Ace Your Databricks Data Engineer Exam: 10 Essential Practice Questions Explained Part 5

In this section, we are focusing on advanced Delta Lake optimization, streaming-static joins, Unity Catalog security features, and Databricks SQL alerting.

🛡️ Part 26: Unity Catalog Row & Column Security

Question 41: Dynamic Data Masking

A company policy dictates that only members of the hr_team group are allowed to see the actual values in the salary column of the employees table. All other users should see the word "REDACTED". What is the most efficient, native Unity Catalog way to enforce this?

  • A. Create a View that uses an IF statement and grant access to the view instead of the table.
  • B. Encrypt the column in the Parquet files using a customer-managed key.
  • C. Apply a Unity Catalog Column Masking function to the salary column.
  • D. Use Workspace Access Control Lists (ACLs) to hide the column.

Correct Answer: C

💡 Why it’s correct: Unity Catalog natively supports Column Masking functions. You can create a SQL UDF (User Defined Function) that checks the user’s group via is_account_group_member(). If they are in hr_team, it returns the salary; otherwise, it returns "REDACTED". You then apply this mask directly to the table column, ensuring the rule applies globally across all workspaces and endpoints.

❌ Why the others are wrong:

  • A: While creating views was the legacy way to handle this, it causes “view sprawl” (managing hundreds of duplicate views for different permissions).
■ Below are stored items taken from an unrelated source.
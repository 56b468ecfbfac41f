//! Hotpath latency probe
//!
//! Times the hot-path primitives in-process:
//! - Ring buffer enqueue / dequeue
//! - Fixed and growable slot pool alloc / free
//! - Logger submit latency and end-to-end drain

use std::path::PathBuf;
use std::time::Instant;

use clap::Parser;
use tracing::{info, warn};
use tracing_subscriber::EnvFilter;

use hotpath::core::RingBuffer;
use hotpath::error::LogError;
use hotpath::logging::{LogConfig, LogLevel, LogWriter};
use hotpath::pool::{FixedPool, GrowablePool};

#[derive(Parser, Debug)]
#[command(name = "hotpath", version, about = "Latency probe for the hotpath primitives")]
struct Args {
    /// Operations per measurement
    #[arg(short = 'n', long, default_value_t = 1_000_000)]
    iterations: usize,

    /// Directory for the logger measurement's output file
    #[arg(long, env = "HOTPATH_LOG_DIR", default_value = "logs")]
    log_dir: PathBuf,

    /// Minimum level accepted by the logger
    #[arg(long, env = "HOTPATH_LOG_LEVEL", default_value = "info")]
    log_level: LogLevel,

    /// Skip the logger measurement (no files are created)
    #[arg(long)]
    skip_logger: bool,
}

fn main() -> Result<(), Box<dyn std::error::Error>> {
    tracing_subscriber::fmt()
        .with_env_filter(EnvFilter::try_from_default_env().unwrap_or_else(|_| EnvFilter::new("info")))
        .with_target(false)
        .init();

    let args = Args::parse();
    info!(iterations = args.iterations, "hotpath latency probe");

    probe_ring_buffer(args.iterations);
    probe_fixed_pool(args.iterations);
    probe_growable_pool(args.iterations);

    if !args.skip_logger {
        probe_logger(&args)?;
    }

    info!("all probes complete");
    Ok(())
}

fn per_op_ns(elapsed: std::time::Duration, ops: usize) -> f64 {
    elapsed.as_nanos() as f64 / ops.max(1) as f64
}

fn probe_ring_buffer(iterations: usize) {
    println!("Ring Buffer (lock-free SPSC)");
    println!("----------------------------");

    let mut rb: RingBuffer<u64, 65536> = RingBuffer::new();

    // Warm up
    for i in 0..1000 {
        let _ = rb.enqueue(i);
    }
    while rb.dequeue().is_ok() {}

    let start = Instant::now();
    for i in 0..iterations {
        if rb.enqueue(i as u64).is_err() {
            let _ = rb.dequeue();
            let _ = rb.enqueue(i as u64);
        }
    }
    let enqueue = start.elapsed();

    while rb.dequeue().is_ok() {}
    let batch = iterations.min(rb.capacity());
    for i in 0..batch {
        let _ = rb.enqueue(i as u64);
    }
    let start = Instant::now();
    for _ in 0..batch {
        let _ = rb.dequeue();
    }
    let dequeue = start.elapsed();

    let enqueue_ns = per_op_ns(enqueue, iterations);
    println!("  Operations:      {}", iterations);
    println!("  Enqueue latency: {:.2} ns/op", enqueue_ns);
    println!("  Dequeue latency: {:.2} ns/op", per_op_ns(dequeue, batch));
    println!(
        "  Throughput:      {:.2} M ops/sec\n",
        iterations as f64 / enqueue.as_secs_f64() / 1_000_000.0
    );
}

#[derive(Clone, Copy)]
#[allow(dead_code)]
struct Order {
    id: u64,
    price: i64,
    quantity: u32,
}

fn probe_fixed_pool(iterations: usize) {
    println!("Fixed Slot Pool (1024 slots)");
    println!("----------------------------");

    let mut pool: FixedPool<Order, 1024> = FixedPool::new();
    let mut live = Vec::with_capacity(pool.capacity());

    let start = Instant::now();
    for i in 0..iterations {
        if pool.is_full() {
            for ptr in live.drain(..) {
                let _ = pool.free(ptr);
            }
        }
        if let Ok(ptr) = pool.alloc(Order {
            id: i as u64,
            price: 100,
            quantity: 1,
        }) {
            live.push(ptr.as_ptr());
        }
    }
    let elapsed = start.elapsed();
    for ptr in live.drain(..) {
        let _ = pool.free(ptr);
    }

    println!("  Alloc+free:      {:.2} ns/op", per_op_ns(elapsed, iterations));
    println!("  Live after run:  {}\n", pool.len());
}

fn probe_growable_pool(iterations: usize) {
    println!("Growable Slot Pool");
    println!("------------------");

    let mut pool: GrowablePool<Order> = GrowablePool::new(16);

    let start = Instant::now();
    let handles: Vec<_> = (0..iterations)
        .map(|i| {
            pool.alloc(Order {
                id: i as u64,
                price: -5,
                quantity: 2,
            })
        })
        .collect();
    let alloc = start.elapsed();

    let start = Instant::now();
    for handle in handles {
        let _ = pool.free(handle);
    }
    let free = start.elapsed();

    println!("  Alloc latency:   {:.2} ns/op", per_op_ns(alloc, iterations));
    println!("  Free latency:    {:.2} ns/op", per_op_ns(free, iterations));
    println!(
        "  Capacity:        {} after {} growths\n",
        pool.capacity(),
        pool.growth_count()
    );
}

fn probe_logger(args: &Args) -> Result<(), LogError> {
    println!("Async Logger");
    println!("------------");

    let config = LogConfig::new(&args.log_dir)
        .file_stem("hotpath_probe")
        .min_level(args.log_level);
    let (mut logger, writer) = LogWriter::spawn(config)?;

    let ops = args.iterations.min(100_000);
    let mut accepted = 0usize;

    let start = Instant::now();
    for i in 0..ops {
        match logger.log_with(LogLevel::Info, || format!("probe message {i}")) {
            Ok(()) if logger.enabled(LogLevel::Info) => accepted += 1,
            Ok(()) => {}
            Err(LogError::QueueFull) => {}
            Err(e) => return Err(e),
        }
    }
    let submit = start.elapsed();

    let start = Instant::now();
    let stats = writer.shutdown()?;
    let drain = start.elapsed();

    if logger.dropped() > 0 {
        warn!(dropped = logger.dropped(), "logger queue overflowed during probe");
    }

    println!("  Submit latency:  {:.2} ns/op", per_op_ns(submit, ops));
    println!("  Accepted:        {} / {}", accepted, ops);
    println!("  Written:         {}", stats.records_written);
    println!("  Drain time:      {:.3} ms", drain.as_secs_f64() * 1000.0);
    println!("  Output:          {}", stats.path.display());
    Ok(())
}
//! Asynchronous file logger
//!
//! Application threads hand [`LogRecord`]s to a background writer through the
//! lock-free SPSC ring in [`crate::core`]. The writer owns the file; the hot
//! path never blocks on I/O and never waits for space.

mod config;
mod level;
mod record;
mod writer;

pub use config::LogConfig;
pub use level::{LogLevel, ParseLevelError};
pub use record::{LogRecord, ThreadIdentity};
pub use writer::{LogWriter, Logger, WriterStats, LOG_QUEUE_SLOTS};
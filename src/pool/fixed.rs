use std::fmt;
use std::ptr::NonNull;

use super::slot::SlotStorage;
use crate::error::{FreeError, PoolExhausted};

/// Fixed-capacity slot allocator for up to `N` values of `T`.
///
/// # Overview
/// One region for `N` slots is reserved at construction and never resized.
/// Values are moved into free slots by [`alloc`](Self::alloc) and dropped in
/// place by [`free`](Self::free); the global allocator is never touched on
/// either path.
///
/// Free slots are found with a chunked occupancy bitmap plus a cached
/// `free_index` hint:
/// - allocation writes at the hint, then scans forward one 64-slot chunk at
///   a time (wrapping) for the next clear bit;
/// - freeing a slot while the pool is full turns that slot into the hint, so
///   the following allocation is O(1).
///
/// # Safety
/// Returned pointers stay valid until the slot is freed or the pool is
/// dropped. Dereferencing them is `unsafe` and is the caller's business.
/// The pool is `Send` but not `Sync`: share it behind a lock.
pub struct FixedPool<T, const N: usize> {
    storage: SlotStorage<T>,
    /// Slot guaranteed to be free, `None` when the pool is full.
    free_index: Option<usize>,
}

impl<T, const N: usize> Default for FixedPool<T, N> {
    fn default() -> Self {
        Self::new()
    }
}

impl<T, const N: usize> FixedPool<T, N> {
    const CAPACITY: usize = {
        assert!(N > 0, "pool capacity must be > 0");
        N
    };

    pub fn new() -> Self {
        Self {
            storage: SlotStorage::with_capacity(Self::CAPACITY),
            free_index: Some(0),
        }
    }

    /// Move `value` into a free slot.
    ///
    /// When the pool is exhausted the value is dropped and
    /// [`PoolExhausted`] is returned; use [`alloc_with`](Self::alloc_with)
    /// to avoid building a value that cannot be placed.
    #[inline]
    pub fn alloc(&mut self, value: T) -> Result<NonNull<T>, PoolExhausted> {
        self.alloc_with(move || value)
    }

    /// Construct a value in a free slot. `init` only runs when a slot is
    /// available.
    pub fn alloc_with<F>(&mut self, init: F) -> Result<NonNull<T>, PoolExhausted>
    where
        F: FnOnce() -> T,
    {
        let idx = self.free_index.ok_or(PoolExhausted {
            capacity: Self::CAPACITY,
        })?;

        let ptr = self.storage.insert(idx, init());
        self.free_index = self.storage.first_free(idx);
        Ok(ptr)
    }

    /// Drop the value at `ptr` and release its slot.
    ///
    /// Null, foreign, misaligned and already-freed pointers are rejected
    /// with a distinct [`FreeError`] and leave the pool untouched.
    pub fn free(&mut self, ptr: *mut T) -> Result<(), FreeError> {
        let value = self.take(ptr)?;
        drop(value);
        Ok(())
    }

    /// Move the value at `ptr` out of the pool and release its slot.
    pub fn take(&mut self, ptr: *mut T) -> Result<T, FreeError> {
        let index = self.storage.index_of(ptr)?;
        let value = self
            .storage
            .remove(index)
            .ok_or(FreeError::NotAllocated { index })?;

        if self.free_index.is_none() {
            self.free_index = Some(index);
        }
        Ok(value)
    }

    /// Slot index of a live pointer.
    pub fn slot_index(&self, ptr: *const T) -> Result<usize, FreeError> {
        self.storage.index_of(ptr)
    }

    /// True when `ptr` is the start of a live slot of this pool.
    pub fn contains(&self, ptr: *const T) -> bool {
        self.storage.index_of(ptr).is_ok()
    }

    /// Pointer to the value in slot `index`, if it is live.
    pub fn ptr_at(&self, index: usize) -> Option<NonNull<T>> {
        self.storage.ptr_at(index)
    }

    pub fn get(&self, index: usize) -> Option<&T> {
        self.storage.get(index)
    }

    pub fn get_mut(&mut self, index: usize) -> Option<&mut T> {
        self.storage.get_mut(index)
    }

    /// Number of live values.
    #[inline(always)]
    pub fn len(&self) -> usize {
        self.storage.len()
    }

    #[inline(always)]
    pub fn is_empty(&self) -> bool {
        self.storage.len() == 0
    }

    #[inline(always)]
    pub fn is_full(&self) -> bool {
        self.free_index.is_none()
    }

    #[inline(always)]
    pub const fn capacity(&self) -> usize {
        N
    }
}

impl<T, const N: usize> fmt::Debug for FixedPool<T, N> {
    fn fmt(&self, f: &mut fmt::Formatter<'_>) -> fmt::Result {
        f.debug_struct("FixedPool")
            .field("capacity", &N)
            .field("len", &self.len())
            .field("free_index", &self.free_index)
            .finish()
    }
}
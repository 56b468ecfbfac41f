use std::fs;
use std::io;
use std::path::{Path, PathBuf};
use std::time::Duration;

use chrono::{DateTime, Local};

use super::LogLevel;

/// Log writer configuration
#[derive(Debug, Clone)]
pub struct LogConfig {
    /// Directory receiving log files; `archive/` is created inside it.
    pub directory: PathBuf,
    /// File name prefix, followed by `_YYYYmmdd_HHMMSS.log`.
    pub file_stem: String,
    /// Records below this level are discarded before they are built.
    pub min_level: LogLevel,
    /// Writer sleep when the queue is empty.
    pub idle_interval: Duration,
}

impl Default for LogConfig {
    fn default() -> Self {
        Self {
            directory: PathBuf::from("logs"),
            file_stem: "application".to_string(),
            min_level: LogLevel::Info,
            idle_interval: Duration::from_millis(10),
        }
    }
}

impl LogConfig {
    const FALLBACK_STEM: &'static str = "application";

    pub fn new(directory: impl Into<PathBuf>) -> Self {
        Self {
            directory: directory.into(),
            ..Self::default()
        }
    }

    pub fn file_stem(mut self, stem: impl Into<String>) -> Self {
        self.file_stem = stem.into();
        self
    }

    pub fn min_level(mut self, level: LogLevel) -> Self {
        self.min_level = level;
        self
    }

    pub fn idle_interval(mut self, interval: Duration) -> Self {
        self.idle_interval = interval;
        self
    }

    /// Path of the log file for a writer started at `now`.
    pub fn file_path(&self, now: DateTime<Local>) -> PathBuf {
        let stem = if self.file_stem.is_empty() {
            Self::FALLBACK_STEM
        } else {
            self.file_stem.as_str()
        };
        let name = format!("{}_{}.log", stem, now.format("%Y%m%d_%H%M%S"));
        self.directory.join(name)
    }

    pub fn archive_dir(&self) -> PathBuf {
        self.directory.join("archive")
    }

    /// Create the log and archive directories and return the file path.
    pub(crate) fn prepare(&self) -> io::Result<PathBuf> {
        ensure_dir(&self.directory)?;
        ensure_dir(&self.archive_dir())?;
        Ok(self.file_path(Local::now()))
    }
}

fn ensure_dir(dir: &Path) -> io::Result<()> {
    if !dir.exists() {
        fs::create_dir_all(dir)?;
    }
    Ok(())
}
Masking functions eliminate this need.
  • B: File-level encryption protects data at rest but does not dynamically mask data for different users running SQL queries in the same workspace.
  • D: Workspace ACLs control access to workspace objects (like notebooks), not column-level data in tables.

⚡ Part 27: Delta Lake Optimization

Question 42: Speeding Up Multi-Column Queries

A 2TB Delta table named web_events is currently partitioned by date. Analysts frequently run queries that filter on both date and customer_id. However, queries filtering for a specific customer_id within a 30-day date range are still scanning too many files. How can you optimize this table?

  • A. Repartition the table by both date and customer_id.
  • B. Run OPTIMIZE web_events ZORDER BY (customer_id).
  • C. Run VACUUM web_events RETAIN 0 HOURS.
  • D. Change the partition column to customer_id.

Correct Answer: B

💡 Why it’s correct: Z-Ordering is a technique that physically sorts and collocates related data within the same data files. By Z-Ordering on customer_id, Delta Lake clusters identical customer IDs into the same Parquet files within each date partition. When an analyst queries for a specific customer_id, Spark uses file statistics to skip 99% of the files in that date partition, drastically speeding up the query.

❌ Why the others are wrong:

  • A & D: customer_id is a high-cardinality column (millions of unique values). Partitioning by it will create millions of tiny directories, destroying storage metadata performance (the small file problem).
  • C: VACUUM deletes old file versions. It does not reorganize or sort active data to improve query read performance.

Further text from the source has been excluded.